■ Required work
Find the word "data" in the listing below, then return every line it appears in.

■ Given information
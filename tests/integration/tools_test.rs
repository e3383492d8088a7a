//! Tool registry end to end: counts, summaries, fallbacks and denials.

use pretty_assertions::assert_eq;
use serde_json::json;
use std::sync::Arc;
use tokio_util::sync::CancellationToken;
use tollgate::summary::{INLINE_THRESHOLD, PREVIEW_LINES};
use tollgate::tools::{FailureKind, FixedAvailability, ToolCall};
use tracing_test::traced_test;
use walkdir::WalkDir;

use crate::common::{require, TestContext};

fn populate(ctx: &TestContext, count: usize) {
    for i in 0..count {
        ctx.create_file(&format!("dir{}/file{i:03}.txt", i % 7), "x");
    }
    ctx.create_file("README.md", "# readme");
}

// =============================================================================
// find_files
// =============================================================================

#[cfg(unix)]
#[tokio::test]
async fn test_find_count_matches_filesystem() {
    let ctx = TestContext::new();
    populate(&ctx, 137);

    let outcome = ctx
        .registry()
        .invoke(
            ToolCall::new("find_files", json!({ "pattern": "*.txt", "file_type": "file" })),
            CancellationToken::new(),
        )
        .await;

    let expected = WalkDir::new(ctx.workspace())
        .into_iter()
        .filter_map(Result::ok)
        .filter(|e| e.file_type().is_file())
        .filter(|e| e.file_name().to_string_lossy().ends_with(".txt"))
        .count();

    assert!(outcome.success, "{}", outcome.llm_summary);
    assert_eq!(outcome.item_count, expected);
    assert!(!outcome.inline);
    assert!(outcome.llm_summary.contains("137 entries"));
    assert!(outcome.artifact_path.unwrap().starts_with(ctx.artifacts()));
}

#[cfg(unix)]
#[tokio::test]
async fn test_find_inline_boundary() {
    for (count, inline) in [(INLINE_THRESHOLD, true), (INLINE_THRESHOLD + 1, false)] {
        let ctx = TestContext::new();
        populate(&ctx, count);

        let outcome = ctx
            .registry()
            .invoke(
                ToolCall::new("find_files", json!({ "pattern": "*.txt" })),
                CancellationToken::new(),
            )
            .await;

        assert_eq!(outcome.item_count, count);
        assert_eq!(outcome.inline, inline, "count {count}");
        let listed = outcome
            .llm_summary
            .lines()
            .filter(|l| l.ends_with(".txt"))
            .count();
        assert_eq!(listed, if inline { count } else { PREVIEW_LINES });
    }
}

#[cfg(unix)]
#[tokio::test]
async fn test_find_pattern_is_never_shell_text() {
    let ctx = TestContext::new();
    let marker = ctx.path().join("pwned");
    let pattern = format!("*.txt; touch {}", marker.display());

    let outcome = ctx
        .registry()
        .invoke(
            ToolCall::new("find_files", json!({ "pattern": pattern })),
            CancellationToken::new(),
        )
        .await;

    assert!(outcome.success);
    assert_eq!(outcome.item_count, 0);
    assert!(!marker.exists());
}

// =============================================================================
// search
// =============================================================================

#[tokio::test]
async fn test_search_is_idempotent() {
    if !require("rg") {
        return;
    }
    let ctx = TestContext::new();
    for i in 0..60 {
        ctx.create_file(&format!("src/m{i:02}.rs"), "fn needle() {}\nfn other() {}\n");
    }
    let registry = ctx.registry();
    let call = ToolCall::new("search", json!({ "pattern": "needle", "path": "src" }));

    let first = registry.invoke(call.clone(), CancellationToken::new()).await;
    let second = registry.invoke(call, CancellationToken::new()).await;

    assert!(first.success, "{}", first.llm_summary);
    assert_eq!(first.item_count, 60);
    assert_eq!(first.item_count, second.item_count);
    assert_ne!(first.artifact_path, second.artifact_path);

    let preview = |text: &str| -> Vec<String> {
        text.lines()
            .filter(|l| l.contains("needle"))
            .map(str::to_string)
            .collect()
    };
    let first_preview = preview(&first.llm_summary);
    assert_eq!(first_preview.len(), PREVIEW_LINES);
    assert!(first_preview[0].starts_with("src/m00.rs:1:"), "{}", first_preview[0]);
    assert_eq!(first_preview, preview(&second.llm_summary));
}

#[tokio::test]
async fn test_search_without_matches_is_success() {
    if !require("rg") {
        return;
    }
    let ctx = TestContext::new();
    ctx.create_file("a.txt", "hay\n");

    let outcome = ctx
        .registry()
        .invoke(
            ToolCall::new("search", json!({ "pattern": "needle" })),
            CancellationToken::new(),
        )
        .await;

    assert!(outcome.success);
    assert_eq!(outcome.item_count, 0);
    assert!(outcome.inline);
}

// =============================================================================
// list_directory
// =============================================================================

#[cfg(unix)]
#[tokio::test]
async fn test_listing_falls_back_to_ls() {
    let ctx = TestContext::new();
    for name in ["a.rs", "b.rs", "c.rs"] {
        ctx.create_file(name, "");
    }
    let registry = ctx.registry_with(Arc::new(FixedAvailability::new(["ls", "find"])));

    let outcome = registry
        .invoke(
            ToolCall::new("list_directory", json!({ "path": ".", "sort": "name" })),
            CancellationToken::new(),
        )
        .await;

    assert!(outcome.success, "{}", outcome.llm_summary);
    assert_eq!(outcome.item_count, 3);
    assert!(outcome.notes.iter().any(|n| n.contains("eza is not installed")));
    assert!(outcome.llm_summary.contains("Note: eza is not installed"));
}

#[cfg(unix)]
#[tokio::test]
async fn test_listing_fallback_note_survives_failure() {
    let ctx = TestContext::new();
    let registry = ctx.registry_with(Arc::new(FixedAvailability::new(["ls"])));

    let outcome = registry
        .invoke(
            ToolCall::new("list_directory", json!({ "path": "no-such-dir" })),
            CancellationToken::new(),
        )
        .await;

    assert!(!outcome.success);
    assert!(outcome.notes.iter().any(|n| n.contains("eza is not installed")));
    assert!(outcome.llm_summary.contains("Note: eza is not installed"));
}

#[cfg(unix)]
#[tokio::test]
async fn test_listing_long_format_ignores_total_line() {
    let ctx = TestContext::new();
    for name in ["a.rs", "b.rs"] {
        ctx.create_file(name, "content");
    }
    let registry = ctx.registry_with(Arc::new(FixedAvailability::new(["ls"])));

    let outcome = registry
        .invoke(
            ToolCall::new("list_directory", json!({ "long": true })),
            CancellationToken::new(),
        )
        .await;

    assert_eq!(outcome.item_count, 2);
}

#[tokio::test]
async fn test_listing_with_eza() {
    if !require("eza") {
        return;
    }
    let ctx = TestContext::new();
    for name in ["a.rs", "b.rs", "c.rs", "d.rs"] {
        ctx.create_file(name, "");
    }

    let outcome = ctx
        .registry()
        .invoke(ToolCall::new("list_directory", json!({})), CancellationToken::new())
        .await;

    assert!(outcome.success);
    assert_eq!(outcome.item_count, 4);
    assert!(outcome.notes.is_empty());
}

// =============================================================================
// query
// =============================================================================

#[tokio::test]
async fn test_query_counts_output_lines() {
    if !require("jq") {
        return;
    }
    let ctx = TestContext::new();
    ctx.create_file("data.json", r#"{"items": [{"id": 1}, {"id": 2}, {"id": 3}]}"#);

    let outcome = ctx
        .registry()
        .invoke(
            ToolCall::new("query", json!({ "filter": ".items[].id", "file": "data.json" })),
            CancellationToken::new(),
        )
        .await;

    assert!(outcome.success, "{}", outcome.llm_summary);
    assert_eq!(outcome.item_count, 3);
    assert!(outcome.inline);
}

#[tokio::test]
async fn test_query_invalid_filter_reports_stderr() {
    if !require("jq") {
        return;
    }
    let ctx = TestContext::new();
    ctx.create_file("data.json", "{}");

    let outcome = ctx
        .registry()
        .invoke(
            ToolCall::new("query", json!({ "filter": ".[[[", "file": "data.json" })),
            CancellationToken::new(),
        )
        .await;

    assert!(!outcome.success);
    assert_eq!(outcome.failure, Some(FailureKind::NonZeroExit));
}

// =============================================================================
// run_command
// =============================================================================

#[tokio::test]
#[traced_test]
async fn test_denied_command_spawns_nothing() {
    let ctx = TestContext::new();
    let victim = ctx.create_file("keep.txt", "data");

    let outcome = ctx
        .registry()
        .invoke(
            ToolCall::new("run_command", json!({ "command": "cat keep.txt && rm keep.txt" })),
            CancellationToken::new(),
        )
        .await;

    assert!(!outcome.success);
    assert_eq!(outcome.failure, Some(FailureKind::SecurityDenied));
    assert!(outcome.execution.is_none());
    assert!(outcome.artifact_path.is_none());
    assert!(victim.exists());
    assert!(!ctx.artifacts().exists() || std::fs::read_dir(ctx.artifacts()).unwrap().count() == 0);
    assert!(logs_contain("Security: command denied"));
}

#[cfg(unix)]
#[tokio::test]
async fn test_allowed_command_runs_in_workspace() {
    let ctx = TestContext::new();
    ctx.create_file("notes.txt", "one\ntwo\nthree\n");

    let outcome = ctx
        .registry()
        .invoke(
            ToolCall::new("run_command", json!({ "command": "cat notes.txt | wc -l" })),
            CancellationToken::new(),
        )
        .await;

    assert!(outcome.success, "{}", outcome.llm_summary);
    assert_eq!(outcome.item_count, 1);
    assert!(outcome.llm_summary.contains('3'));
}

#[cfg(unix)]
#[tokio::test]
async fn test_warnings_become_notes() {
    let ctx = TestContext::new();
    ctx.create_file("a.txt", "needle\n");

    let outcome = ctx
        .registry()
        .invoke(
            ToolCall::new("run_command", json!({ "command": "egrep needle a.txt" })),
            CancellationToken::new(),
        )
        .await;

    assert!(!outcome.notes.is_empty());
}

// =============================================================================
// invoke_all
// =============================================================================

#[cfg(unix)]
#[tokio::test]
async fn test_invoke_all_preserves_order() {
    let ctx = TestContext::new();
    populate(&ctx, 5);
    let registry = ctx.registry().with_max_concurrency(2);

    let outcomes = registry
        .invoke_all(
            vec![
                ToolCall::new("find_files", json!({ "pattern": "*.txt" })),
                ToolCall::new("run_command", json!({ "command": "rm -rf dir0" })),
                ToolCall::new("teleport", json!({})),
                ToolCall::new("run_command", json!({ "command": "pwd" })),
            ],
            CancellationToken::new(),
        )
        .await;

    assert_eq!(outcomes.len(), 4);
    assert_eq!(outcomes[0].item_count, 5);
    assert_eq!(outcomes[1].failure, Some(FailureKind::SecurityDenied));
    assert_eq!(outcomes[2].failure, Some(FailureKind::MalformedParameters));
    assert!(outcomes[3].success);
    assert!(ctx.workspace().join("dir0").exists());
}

■ Solution to the problem
    ctx.create_file("data.json", r#"{"items": [{"id": 1}, {"id": 2}, {"id": 3}]}"#);
            ToolCall::new("query", json!({ "filter": ".items[].id", "file": "data.json" })),
    ctx.create_file("data.json", "{}");
            ToolCall::new("query", json!({ "filter": ".[[[", "file": "data.json" })),
    let victim = ctx.create_file("keep.txt", "data");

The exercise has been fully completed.